[Material provided]

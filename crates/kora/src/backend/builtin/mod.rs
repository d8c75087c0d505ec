//! The builtin backend: owner of graph-IO boundary tensors and of the
//! kernels that cross backend boundaries (permute) or subgraph boundaries
//! (if/while).

pub mod context;
pub mod io_tensor;
pub mod kernel;

pub use context::BuiltinContext;
pub use io_tensor::IoTensor;

use std::sync::Arc;

use crate::backend::{Backend, BackendConfig, BackendContext, ContextData};
use crate::error::CompileResult;

/// Registry id of the builtin backend.
pub const CONFIG_ID: &str = "builtin";

pub struct BuiltinConfig;

impl BackendConfig for BuiltinConfig {
    fn id(&self) -> &str {
        CONFIG_ID
    }

    fn supports_permutation(&self) -> bool {
        true
    }

    fn supports_dynamic_tensor(&self) -> bool {
        true
    }
}

pub struct BuiltinBackend {
    config: Arc<BuiltinConfig>,
}

impl BuiltinBackend {
    pub fn new() -> Self {
        Self {
            config: Arc::new(BuiltinConfig),
        }
    }
}

impl Default for BuiltinBackend {
    fn default() -> Self {
        Self::new()
    }
}

impl Backend for BuiltinBackend {
    fn config(&self) -> Arc<dyn BackendConfig> {
        Arc::clone(&self.config) as Arc<dyn BackendConfig>
    }

    fn new_context(&self, data: ContextData) -> CompileResult<Box<dyn BackendContext>> {
        Ok(Box::new(BuiltinContext::new(data)))
    }
}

[/Material provided]

▶ _Problem details_
Start at the line containing "impl Default for". Repeat it and each line after it, word for word, to the end of the records.

▶ _Exercise answer_
impl Default for BuiltinBackend {
    fn default() -> Self {
        Self::new()
    }
}

impl Backend for BuiltinBackend {
    fn config(&self) -> Arc<dyn BackendConfig> {
        Arc::clone(&self.config) as Arc<dyn BackendConfig>
    }

    fn new_context(&self, data: ContextData) -> CompileResult<Box<dyn BackendContext>> {
        Ok(Box::new(BuiltinContext::new(data)))
    }
}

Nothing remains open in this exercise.